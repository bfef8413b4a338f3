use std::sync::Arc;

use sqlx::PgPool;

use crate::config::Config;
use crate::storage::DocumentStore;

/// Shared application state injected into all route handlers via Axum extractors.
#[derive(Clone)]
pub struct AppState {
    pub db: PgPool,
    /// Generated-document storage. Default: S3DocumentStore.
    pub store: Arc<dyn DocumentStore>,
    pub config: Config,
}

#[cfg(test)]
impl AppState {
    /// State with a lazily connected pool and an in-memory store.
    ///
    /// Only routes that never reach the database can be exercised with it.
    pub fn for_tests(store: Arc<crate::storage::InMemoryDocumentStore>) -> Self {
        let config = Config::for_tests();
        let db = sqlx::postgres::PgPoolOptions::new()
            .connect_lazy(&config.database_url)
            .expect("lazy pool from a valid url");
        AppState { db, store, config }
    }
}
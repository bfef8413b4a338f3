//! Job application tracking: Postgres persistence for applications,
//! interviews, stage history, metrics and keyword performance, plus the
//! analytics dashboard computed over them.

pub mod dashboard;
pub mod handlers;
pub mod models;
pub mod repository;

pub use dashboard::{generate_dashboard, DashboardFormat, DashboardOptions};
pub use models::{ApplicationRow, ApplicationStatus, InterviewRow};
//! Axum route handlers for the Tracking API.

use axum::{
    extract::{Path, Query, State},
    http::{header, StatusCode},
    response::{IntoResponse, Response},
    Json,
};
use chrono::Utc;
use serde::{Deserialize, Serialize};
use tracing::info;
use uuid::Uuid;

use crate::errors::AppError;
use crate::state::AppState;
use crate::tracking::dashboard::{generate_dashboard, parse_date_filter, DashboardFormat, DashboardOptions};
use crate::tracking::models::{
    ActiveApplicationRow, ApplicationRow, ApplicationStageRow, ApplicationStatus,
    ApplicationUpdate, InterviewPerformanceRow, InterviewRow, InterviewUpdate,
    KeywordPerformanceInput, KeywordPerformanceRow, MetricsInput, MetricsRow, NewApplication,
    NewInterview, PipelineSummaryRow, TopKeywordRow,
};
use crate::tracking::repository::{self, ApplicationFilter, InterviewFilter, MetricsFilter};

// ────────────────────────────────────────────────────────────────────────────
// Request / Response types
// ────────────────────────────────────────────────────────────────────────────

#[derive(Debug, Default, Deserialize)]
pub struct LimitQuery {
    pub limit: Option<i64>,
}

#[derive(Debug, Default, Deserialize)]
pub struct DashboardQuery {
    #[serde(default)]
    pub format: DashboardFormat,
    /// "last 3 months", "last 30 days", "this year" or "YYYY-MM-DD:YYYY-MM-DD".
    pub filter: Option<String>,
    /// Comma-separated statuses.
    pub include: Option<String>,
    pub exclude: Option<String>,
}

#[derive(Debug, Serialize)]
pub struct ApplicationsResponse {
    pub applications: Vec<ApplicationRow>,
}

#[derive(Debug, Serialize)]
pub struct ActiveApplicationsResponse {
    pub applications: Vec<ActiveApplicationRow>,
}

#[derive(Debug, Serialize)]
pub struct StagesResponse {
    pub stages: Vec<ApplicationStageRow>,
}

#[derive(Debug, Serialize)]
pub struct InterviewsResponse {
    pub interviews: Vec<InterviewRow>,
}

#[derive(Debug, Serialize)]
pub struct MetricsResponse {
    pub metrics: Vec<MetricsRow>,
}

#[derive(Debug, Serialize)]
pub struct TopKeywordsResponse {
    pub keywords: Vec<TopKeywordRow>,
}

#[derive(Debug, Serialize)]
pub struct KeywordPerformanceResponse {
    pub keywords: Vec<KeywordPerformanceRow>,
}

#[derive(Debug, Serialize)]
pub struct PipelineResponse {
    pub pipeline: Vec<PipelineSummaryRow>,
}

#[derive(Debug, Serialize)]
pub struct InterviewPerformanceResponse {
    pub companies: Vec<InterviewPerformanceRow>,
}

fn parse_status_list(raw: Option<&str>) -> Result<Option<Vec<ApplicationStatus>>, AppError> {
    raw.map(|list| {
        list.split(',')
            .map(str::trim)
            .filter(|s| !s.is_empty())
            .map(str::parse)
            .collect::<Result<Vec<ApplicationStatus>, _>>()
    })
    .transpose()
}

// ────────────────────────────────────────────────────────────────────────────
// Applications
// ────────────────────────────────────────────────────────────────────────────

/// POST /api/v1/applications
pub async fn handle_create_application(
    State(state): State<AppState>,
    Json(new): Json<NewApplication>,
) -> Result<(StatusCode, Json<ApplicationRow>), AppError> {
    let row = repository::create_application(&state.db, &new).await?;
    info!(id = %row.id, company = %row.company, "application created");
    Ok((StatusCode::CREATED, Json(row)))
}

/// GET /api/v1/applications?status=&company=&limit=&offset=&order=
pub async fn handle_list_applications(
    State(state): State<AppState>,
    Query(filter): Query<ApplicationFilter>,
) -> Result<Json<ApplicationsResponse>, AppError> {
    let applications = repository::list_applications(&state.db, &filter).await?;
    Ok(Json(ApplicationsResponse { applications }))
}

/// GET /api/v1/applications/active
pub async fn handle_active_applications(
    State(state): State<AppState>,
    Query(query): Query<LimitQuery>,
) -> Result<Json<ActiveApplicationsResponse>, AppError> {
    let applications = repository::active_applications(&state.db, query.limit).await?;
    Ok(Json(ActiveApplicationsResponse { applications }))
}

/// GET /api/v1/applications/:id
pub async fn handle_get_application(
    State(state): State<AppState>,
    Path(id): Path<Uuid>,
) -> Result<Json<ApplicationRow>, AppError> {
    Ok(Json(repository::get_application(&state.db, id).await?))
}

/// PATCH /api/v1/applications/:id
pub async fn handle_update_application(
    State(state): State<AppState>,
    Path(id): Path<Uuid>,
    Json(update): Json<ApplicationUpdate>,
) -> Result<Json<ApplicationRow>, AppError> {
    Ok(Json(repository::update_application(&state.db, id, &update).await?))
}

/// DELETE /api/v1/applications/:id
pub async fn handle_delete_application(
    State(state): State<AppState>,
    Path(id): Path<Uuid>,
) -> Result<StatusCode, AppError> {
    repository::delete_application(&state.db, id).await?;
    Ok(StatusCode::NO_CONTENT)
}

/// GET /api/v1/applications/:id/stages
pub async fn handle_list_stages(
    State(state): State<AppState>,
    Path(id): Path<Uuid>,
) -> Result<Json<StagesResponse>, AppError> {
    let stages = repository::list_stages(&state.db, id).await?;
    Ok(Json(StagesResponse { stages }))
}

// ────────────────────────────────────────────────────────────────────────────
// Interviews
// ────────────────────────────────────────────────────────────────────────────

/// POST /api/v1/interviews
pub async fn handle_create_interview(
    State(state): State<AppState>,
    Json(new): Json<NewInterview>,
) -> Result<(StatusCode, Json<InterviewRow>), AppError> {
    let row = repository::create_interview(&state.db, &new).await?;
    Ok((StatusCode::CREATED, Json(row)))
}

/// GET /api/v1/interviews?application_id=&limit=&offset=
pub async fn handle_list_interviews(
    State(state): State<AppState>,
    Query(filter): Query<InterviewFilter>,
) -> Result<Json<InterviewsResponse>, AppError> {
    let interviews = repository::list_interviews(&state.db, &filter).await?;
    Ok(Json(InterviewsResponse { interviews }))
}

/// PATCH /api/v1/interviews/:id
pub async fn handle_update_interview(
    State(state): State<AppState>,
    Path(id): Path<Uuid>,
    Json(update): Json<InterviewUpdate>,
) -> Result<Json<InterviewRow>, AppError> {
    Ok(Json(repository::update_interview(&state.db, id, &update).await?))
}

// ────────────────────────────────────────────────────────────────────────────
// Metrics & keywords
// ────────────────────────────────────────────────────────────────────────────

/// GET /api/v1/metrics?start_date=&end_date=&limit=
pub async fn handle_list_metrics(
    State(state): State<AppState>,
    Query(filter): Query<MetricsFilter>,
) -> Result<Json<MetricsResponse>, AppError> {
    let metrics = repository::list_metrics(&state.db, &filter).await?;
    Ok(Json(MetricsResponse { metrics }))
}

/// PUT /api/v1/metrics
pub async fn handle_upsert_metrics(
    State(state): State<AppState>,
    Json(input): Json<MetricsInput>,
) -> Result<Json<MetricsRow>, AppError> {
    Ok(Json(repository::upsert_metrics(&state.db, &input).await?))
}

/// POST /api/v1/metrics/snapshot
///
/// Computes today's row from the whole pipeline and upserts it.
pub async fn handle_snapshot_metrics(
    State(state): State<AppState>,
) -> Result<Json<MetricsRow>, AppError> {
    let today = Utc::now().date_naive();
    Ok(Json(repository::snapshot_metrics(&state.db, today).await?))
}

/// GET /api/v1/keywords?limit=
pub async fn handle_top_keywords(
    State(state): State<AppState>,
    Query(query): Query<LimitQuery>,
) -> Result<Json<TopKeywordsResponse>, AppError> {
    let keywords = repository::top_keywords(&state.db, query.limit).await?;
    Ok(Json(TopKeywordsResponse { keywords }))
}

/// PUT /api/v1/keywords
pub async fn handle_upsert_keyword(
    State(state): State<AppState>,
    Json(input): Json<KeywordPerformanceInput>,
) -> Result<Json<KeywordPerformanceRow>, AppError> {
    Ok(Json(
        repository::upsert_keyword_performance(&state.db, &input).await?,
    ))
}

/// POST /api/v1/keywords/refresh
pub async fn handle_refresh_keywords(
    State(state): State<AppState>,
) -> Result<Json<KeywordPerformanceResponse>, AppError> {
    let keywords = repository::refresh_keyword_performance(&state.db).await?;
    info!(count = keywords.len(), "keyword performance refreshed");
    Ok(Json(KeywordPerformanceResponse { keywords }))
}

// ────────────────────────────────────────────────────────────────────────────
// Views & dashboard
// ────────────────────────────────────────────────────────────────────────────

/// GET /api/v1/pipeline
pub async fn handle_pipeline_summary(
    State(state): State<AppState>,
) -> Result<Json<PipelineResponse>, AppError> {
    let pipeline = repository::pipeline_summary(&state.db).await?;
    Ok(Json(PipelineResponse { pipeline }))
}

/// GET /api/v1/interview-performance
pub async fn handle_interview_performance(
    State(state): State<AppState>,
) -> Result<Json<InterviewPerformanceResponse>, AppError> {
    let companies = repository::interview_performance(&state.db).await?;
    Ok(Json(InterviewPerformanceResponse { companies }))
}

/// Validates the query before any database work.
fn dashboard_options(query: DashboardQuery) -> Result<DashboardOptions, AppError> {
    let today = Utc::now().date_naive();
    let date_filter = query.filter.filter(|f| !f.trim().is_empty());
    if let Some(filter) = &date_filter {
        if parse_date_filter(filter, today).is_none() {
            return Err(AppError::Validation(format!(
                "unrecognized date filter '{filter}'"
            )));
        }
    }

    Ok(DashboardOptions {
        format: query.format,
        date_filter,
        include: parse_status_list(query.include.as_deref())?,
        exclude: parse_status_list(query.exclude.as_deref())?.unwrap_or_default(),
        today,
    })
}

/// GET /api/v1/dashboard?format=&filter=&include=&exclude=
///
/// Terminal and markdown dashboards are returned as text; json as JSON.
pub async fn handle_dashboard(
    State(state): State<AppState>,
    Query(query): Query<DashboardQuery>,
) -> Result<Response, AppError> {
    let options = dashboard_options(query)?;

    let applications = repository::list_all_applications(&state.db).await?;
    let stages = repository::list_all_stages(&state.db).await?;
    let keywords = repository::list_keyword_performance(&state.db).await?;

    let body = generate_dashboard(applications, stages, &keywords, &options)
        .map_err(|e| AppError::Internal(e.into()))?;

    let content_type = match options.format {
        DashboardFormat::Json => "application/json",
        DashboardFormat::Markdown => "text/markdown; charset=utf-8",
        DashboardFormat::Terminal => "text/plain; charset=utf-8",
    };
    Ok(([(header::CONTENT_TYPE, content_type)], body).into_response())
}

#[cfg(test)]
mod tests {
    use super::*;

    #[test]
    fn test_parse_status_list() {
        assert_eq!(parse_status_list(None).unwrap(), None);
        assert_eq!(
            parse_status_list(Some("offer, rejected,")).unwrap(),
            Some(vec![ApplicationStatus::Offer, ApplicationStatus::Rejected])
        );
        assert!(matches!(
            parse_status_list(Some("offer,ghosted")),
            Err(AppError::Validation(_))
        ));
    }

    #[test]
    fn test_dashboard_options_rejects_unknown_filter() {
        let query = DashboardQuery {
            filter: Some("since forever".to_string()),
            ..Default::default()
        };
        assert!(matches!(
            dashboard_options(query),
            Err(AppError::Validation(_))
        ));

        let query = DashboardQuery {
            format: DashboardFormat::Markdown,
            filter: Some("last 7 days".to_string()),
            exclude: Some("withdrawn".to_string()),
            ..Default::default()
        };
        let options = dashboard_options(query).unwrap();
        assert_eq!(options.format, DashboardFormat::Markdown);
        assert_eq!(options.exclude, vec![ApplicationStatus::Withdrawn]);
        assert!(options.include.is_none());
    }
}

Brief » Above are records; count the lines among them that include the word "PipelineResponse", and give only the number.

Your solution » 3